(Extracted data entries)
= Beginning of Section =
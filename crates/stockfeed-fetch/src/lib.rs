//! Fetch pipeline for stockfeed.
//!
//! This crate turns validated parameters into normalized tables:
//!
//! - [`Transport`] / [`HttpTransport`] - one GET per call, no internal retries
//! - [`RateLimiter`] - token bucket shared by every fetcher of a pipeline
//! - [`RetryPolicy`] - opt-in retries with capped exponential backoff
//! - [`normalize::Schema`] - JSON payloads into typed, time-indexed tables
//! - [`Pipeline`] - cache lookup, single-flight, fetch, normalize, cache store
//! - [`Fetchers`] - one [`Fetcher`] per data kind over a shared pipeline

#![doc(issue_tracker_base_url = "https://github.com/stockfeed/stockfeed/issues/")]
#![cfg_attr(docsrs, feature(doc_cfg, doc_auto_cfg))]
#![warn(missing_docs)]
#![forbid(unsafe_code)]

mod client;
mod endpoint;
mod fetcher;
pub mod normalize;
mod pipeline;
mod rate_limit;
mod retry;

pub use client::{HttpTransport, Query, RawPayload, Transport};
pub use endpoint::Endpoint;
pub use fetcher::{
    CompanyProfileFetcher, CorporateEventsFetcher, Fetcher, Fetchers, FinancialStatementFetcher,
    MarketDataFetcher, OptionsFetcher, PriceHistoryFetcher,
};
pub use pipeline::Pipeline;
pub use rate_limit::RateLimiter;
pub use retry::RetryPolicy;
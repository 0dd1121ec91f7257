//! CSV output format.

use std::io::Write;

use ::csv::{Terminator, WriterBuilder};
use stockfeed_types::Table;

use crate::{FormatError, Formatter};

/// CSV formatter.
///
/// Fields holding the delimiter, a quote or a line break are quoted, with
/// embedded quotes doubled. Nulls are written as empty fields.
#[derive(Debug, Clone)]
pub struct CsvFormatter {
    /// Field delimiter (default: comma).
    delimiter: u8,
    /// Whether to include header row.
    include_header: bool,
}

impl CsvFormatter {
    /// Creates a new CSV formatter with default settings.
    #[must_use]
    pub const fn new() -> Self {
        Self {
            delimiter: b',',
            include_header: true,
        }
    }

    /// Sets the field delimiter.
    #[must_use]
    pub const fn with_delimiter(mut self, delimiter: u8) -> Self {
        self.delimiter = delimiter;
        self
    }

    /// Sets whether to include a header row.
    #[must_use]
    pub const fn with_header(mut self, include: bool) -> Self {
        self.include_header = include;
        self
    }

    /// Creates a tab-separated values (TSV) formatter.
    #[must_use]
    pub const fn tsv() -> Self {
        Self {
            delimiter: b'\t',
            include_header: true,
        }
    }
}

impl Default for CsvFormatter {
    fn default() -> Self {
        Self::new()
    }
}

impl Formatter for CsvFormatter {
    fn write_table<W: Write>(&self, table: &Table, writer: W) -> Result<(), FormatError> {
        let mut wtr = WriterBuilder::new()
            .delimiter(self.delimiter)
            .has_headers(self.include_header)
            .terminator(Terminator::Any(b'\n'))
            .from_writer(writer);

        if self.include_header {
            wtr.write_record(table.column_names())?;
        }
        for row in table.rows() {
            wtr.write_record(row.values().iter().map(ToString::to_string))?;
        }
        wtr.flush()?;
        Ok(())
    }

    fn extension(&self) -> &str {
        if self.delimiter == b'\t' { "tsv" } else { "csv" }
    }
}
//! Two-level cache: memory in front of an optional disk store.

use std::sync::Arc;
use std::time::Duration;

use chrono::Utc;
use stockfeed_config::CacheSettings;
use stockfeed_types::{Result, Table};
use tracing::debug;

use crate::{DiskStore, Fingerprint, MemoryCache};

/// Fingerprint-addressed table cache with TTL expiry.
///
/// Lookups and stores hand out independent copies, so callers may mutate a
/// returned table without affecting later hits. There is no size bound;
/// entries leave only by expiry or explicit invalidation.
#[derive(Debug)]
pub struct Cache {
    memory: MemoryCache,
    disk: Option<DiskStore>,
    ttl: Duration,
    enabled: bool,
}

impl Cache {
    /// Creates a memory-only cache with a default TTL.
    #[must_use]
    pub fn new(ttl: Duration) -> Self {
        Self {
            memory: MemoryCache::new(),
            disk: None,
            ttl,
            enabled: true,
        }
    }

    /// Creates a cache that never holds anything.
    #[must_use]
    pub fn disabled() -> Self {
        Self {
            enabled: false,
            ..Self::new(Duration::ZERO)
        }
    }

    /// Mirrors entries to a disk store.
    #[must_use]
    pub fn with_disk(mut self, store: DiskStore) -> Self {
        self.disk = Some(store);
        self
    }

    /// Builds the cache described by settings.
    ///
    /// # Errors
    ///
    /// Returns an error if persistence is enabled and the cache directory
    /// cannot be created.
    pub fn from_settings(settings: &CacheSettings) -> Result<Self> {
        if !settings.enabled {
            return Ok(Self::disabled());
        }
        let cache = Self::new(settings.ttl());
        if !settings.persist {
            return Ok(cache);
        }
        let store = match &settings.dir {
            Some(dir) => DiskStore::new(dir)?,
            None => DiskStore::with_default_dir()?,
        };
        Ok(cache.with_disk(store))
    }

    /// Returns the default TTL for new entries.
    #[must_use]
    pub const fn ttl(&self) -> Duration {
        self.ttl
    }

    /// Returns false for a cache built with [`Cache::disabled`].
    #[must_use]
    pub const fn is_enabled(&self) -> bool {
        self.enabled
    }

    /// Returns the disk store, if persistence is on.
    #[must_use]
    pub const fn disk(&self) -> Option<&DiskStore> {
        self.disk.as_ref()
    }

    /// Returns a copy of the live table for a fingerprint.
    ///
    /// Memory is checked first; a disk hit is promoted into memory for the
    /// rest of its lifetime.
    #[must_use]
    pub fn lookup(&self, fingerprint: &Fingerprint) -> Option<Table> {
        if !self.enabled {
            return None;
        }
        if let Some(table) = self.memory.get(fingerprint) {
            debug!(%fingerprint, "memory cache hit");
            return Some(Table::clone(&table));
        }

        let entry = self.disk.as_ref()?.load(fingerprint)?;
        let remaining = entry.remaining(Utc::now())?;
        debug!(%fingerprint, ?remaining, "disk cache hit");
        let table = Arc::new(entry.table);
        self.memory.insert(*fingerprint, Arc::clone(&table), remaining);
        Some(Table::clone(&table))
    }

    /// Stores a copy of a table that expires after `ttl`.
    ///
    /// # Errors
    ///
    /// Returns an error if the disk store cannot be written. The memory
    /// entry is kept either way.
    pub fn store(&self, fingerprint: Fingerprint, table: &Table, ttl: Duration) -> Result<()> {
        if !self.enabled || ttl.is_zero() {
            return Ok(());
        }
        self.memory.insert(fingerprint, Arc::new(table.clone()), ttl);
        debug!(%fingerprint, rows = table.len(), ?ttl, "cached table");
        match &self.disk {
            Some(store) => store.save(&fingerprint, table, ttl),
            None => Ok(()),
        }
    }

    /// Drops one entry from every level, returning whether it existed.
    ///
    /// # Errors
    ///
    /// Returns an error if the disk file cannot be deleted.
    pub fn invalidate(&self, fingerprint: &Fingerprint) -> Result<bool> {
        let in_memory = self.memory.remove(fingerprint);
        let on_disk = match &self.disk {
            Some(store) => store.remove(fingerprint)?,
            None => false,
        };
        Ok(in_memory || on_disk)
    }

    /// Drops every entry from every level.
    ///
    /// # Errors
    ///
    /// Returns an error if disk files cannot be deleted.
    pub fn clear(&self) -> Result<()> {
        self.memory.clear();
        if let Some(store) = &self.disk {
            store.clear()?;
        }
        Ok(())
    }

    /// Drops expired entries from every level, returning how many went.
    ///
    /// # Errors
    ///
    /// Returns an error if the disk store cannot be listed.
    pub fn purge_expired(&self) -> Result<usize> {
        let mut removed = self.memory.purge_expired();
        if let Some(store) = &self.disk {
            removed += store.purge_expired()?;
        }
        Ok(removed)
    }

    /// Returns the number of live in-memory entries.
    #[must_use]
    pub fn len(&self) -> usize {
        self.memory.len()
    }

    /// Returns true if memory holds no live entry.
    #[must_use]
    pub fn is_empty(&self) -> bool {
        self.memory.is_empty()
    }
}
= End of Section =
◆ HOW TO COMPLETE THIS TASK
Where a line in the records above contains the string "Sets", copy that line.

◆ WRITTEN RESPONSE
    /// Sets the field delimiter.
    /// Sets whether to include a header row.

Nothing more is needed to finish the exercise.